Vertebral Artery Dissection as a Cause of Cervical Radiculopathy
Benjamin Isaac Silbert, Mark Khangure, and
Peter Linton Silbert
Department of Neurology,
Royal Perth Hospital,
The acute onset of neck pain and arm weakness is most commonly due to cervical radiculopathy or inflammatory brachial plexopathy. Rarely, extracranial vertebral artery dissection may cause radiculopathy in the absence of brainstem ischemia. We describe a case of vertebral artery dissection presenting as cervical radiculopathy in a previously healthy 43-year-old woman who presented with proximal left arm weakness and neck pain aggravated by movement.
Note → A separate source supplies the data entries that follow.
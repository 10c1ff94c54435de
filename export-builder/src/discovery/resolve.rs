use std::path::{Component, Path, PathBuf};

/// Probed in this order when a specifier has no extension.
pub const EXTENSIONS: &[&str] = &[".tsx", ".ts", ".jsx", ".js", ".mjs", ".json", ".css"];

const NODE_BUILTINS: &[&str] = &[
    "assert", "buffer", "child_process", "crypto", "events", "fs", "http", "https", "net", "os",
    "path", "process", "stream", "url", "util", "zlib",
];

// Provided by the host framework or bundler at build time.
const FRAMEWORK_PREFIXES: &[&str] = &["next/", "$app/", "$env/", "virtual:", "astro:", "~icons/"];
const FRAMEWORK_MODULES: &[&str] = &["next", "react", "react-dom", "react/jsx-runtime"];

#[derive(Debug, Clone, Copy, PartialEq, Eq)]
pub enum SpecifierKind {
    /// Runtime built-in such as `fs` or `node:path`.
    Builtin,
    /// Reserved by the framework (`next/link`, `$app/stores`, ...).
    Framework,
    /// Installed package, left to the bundler.
    Package,
    /// Relative, root-absolute or aliased path inside the source tree.
    Internal,
}

/// Maps import specifiers to files under one source root.
#[derive(Debug, Clone)]
pub struct Resolver {
    root: PathBuf,
    aliases: Vec<(String, PathBuf)>,
}

impl Resolver {
    /// `root` should already be canonical so containment checks hold.
    pub fn new(root: impl Into<PathBuf>) -> Self {
        let root = root.into();
        let aliases = vec![
            ("@/".to_string(), root.join("src")),
            ("~/".to_string(), root.join("src")),
        ];
        Self { root, aliases }
    }

    /// Adds or replaces a path alias such as `@components/` -> `src/components`.
    pub fn with_alias(mut self, prefix: &str, target: impl AsRef<Path>) -> Self {
        let target = self.root.join(target);
        self.aliases.retain(|(p, _)| p != prefix);
        self.aliases.push((prefix.to_string(), target));
        // Longest prefix wins.
        self.aliases.sort_by(|a, b| b.0.len().cmp(&a.0.len()));
        self
    }

    pub fn root(&self) -> &Path {
        &self.root
    }

    pub fn classify(&self, specifier: &str) -> SpecifierKind {
        if specifier.starts_with("./")
            || specifier.starts_with("../")
            || specifier == "."
            || specifier == ".."
            || specifier.starts_with('/')
            || self.alias_for(specifier).is_some()
        {
            return SpecifierKind::Internal;
        }
        if specifier.starts_with("node:") || NODE_BUILTINS.contains(&package_name(specifier)) {
            return SpecifierKind::Builtin;
        }
        if FRAMEWORK_MODULES.contains(&specifier)
            || FRAMEWORK_PREFIXES.iter().any(|p| specifier.starts_with(p))
        {
            return SpecifierKind::Framework;
        }
        SpecifierKind::Package
    }

    /// Absolute path of the file `specifier` refers to from `importer`.
    ///
    /// Anything but an internal specifier is `None`, as is a path that leaves
    /// the root or matches no file. Specifiers without an extension are tried
    /// against [`EXTENSIONS`], then as a directory with an `index` file.
    pub fn resolve(&self, importer: &Path, specifier: &str) -> Option<PathBuf> {
        let specifier = specifier.split(['?', '#']).next().unwrap_or(specifier);
        if self.classify(specifier) != SpecifierKind::Internal {
            return None;
        }

        let base = if let Some((prefix, target)) = self.alias_for(specifier) {
            target.join(&specifier[prefix.len()..])
        } else if let Some(rooted) = specifier.strip_prefix('/') {
            self.root.join(rooted)
        } else {
            importer.parent()?.join(specifier)
        };

        let base = normalize(&base);
        if !base.starts_with(&self.root) {
            return None;
        }
        first_existing(&base)
    }

    fn alias_for(&self, specifier: &str) -> Option<(&str, &Path)> {
        self.aliases
            .iter()
            .find(|(prefix, _)| specifier.starts_with(prefix.as_str()))
            .map(|(prefix, target)| (prefix.as_str(), target.as_path()))
    }
}

/// `@scope/pkg/sub` -> `@scope/pkg`, `pkg/sub` -> `pkg`.
fn package_name(specifier: &str) -> &str {
    let mut parts = specifier.splitn(3, '/');
    let first = parts.next().unwrap_or(specifier);
    if first.starts_with('@') {
        match parts.next() {
            Some(second) => &specifier[..first.len() + 1 + second.len()],
            None => first,
        }
    } else {
        first
    }
}

/// Resolves `.` and `..` lexically; the file may not exist yet.
fn normalize(path: &Path) -> PathBuf {
    let mut out = PathBuf::new();
    for component in path.components() {
        match component {
            Component::CurDir => {}
            Component::ParentDir => {
                out.pop();
            }
            other => out.push(other.as_os_str()),
        }
    }
    out
}

fn first_existing(base: &Path) -> Option<PathBuf> {
    if base.is_file() {
        return Some(base.to_path_buf());
    }

    let as_string = base.as_os_str().to_string_lossy();
    for ext in EXTENSIONS {
        let candidate = PathBuf::from(format!("{}{}", as_string, ext));
        if candidate.is_file() {
            return Some(candidate);
        }
    }

    if base.is_dir() {
        for ext in EXTENSIONS {
            let candidate = base.join(format!("index{}", ext));
            if candidate.is_file() {
                return Some(candidate);
            }
        }
    }
    None
}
Cervical magnetic resonance imaging (MRI) and angiography revealed dissection of the left vertebral artery with an intramural hematoma compressing the left C5 and C6 nerve roots. Antiplatelet treatment was commenced, and full power returned after 2 months. Recognition of vertebral artery dissection on cervical MRI as a possible cause of cervical radiculopathy is important to avoid interventions within the intervertebral foramen such as surgery or nerve root sleeve injection. Treatment with antithrombotic agents is important to prevent secondary ischemic events.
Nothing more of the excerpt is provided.